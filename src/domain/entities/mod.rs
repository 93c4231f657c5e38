pub mod plan;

**EXERCISE:** Write out the listing again. Keep every character the same.

**OUTPUT OF THE EXERCISE:**
filename src/domain/entities/mod.rs
repository 93c4231f657c5e38
pub mod plan;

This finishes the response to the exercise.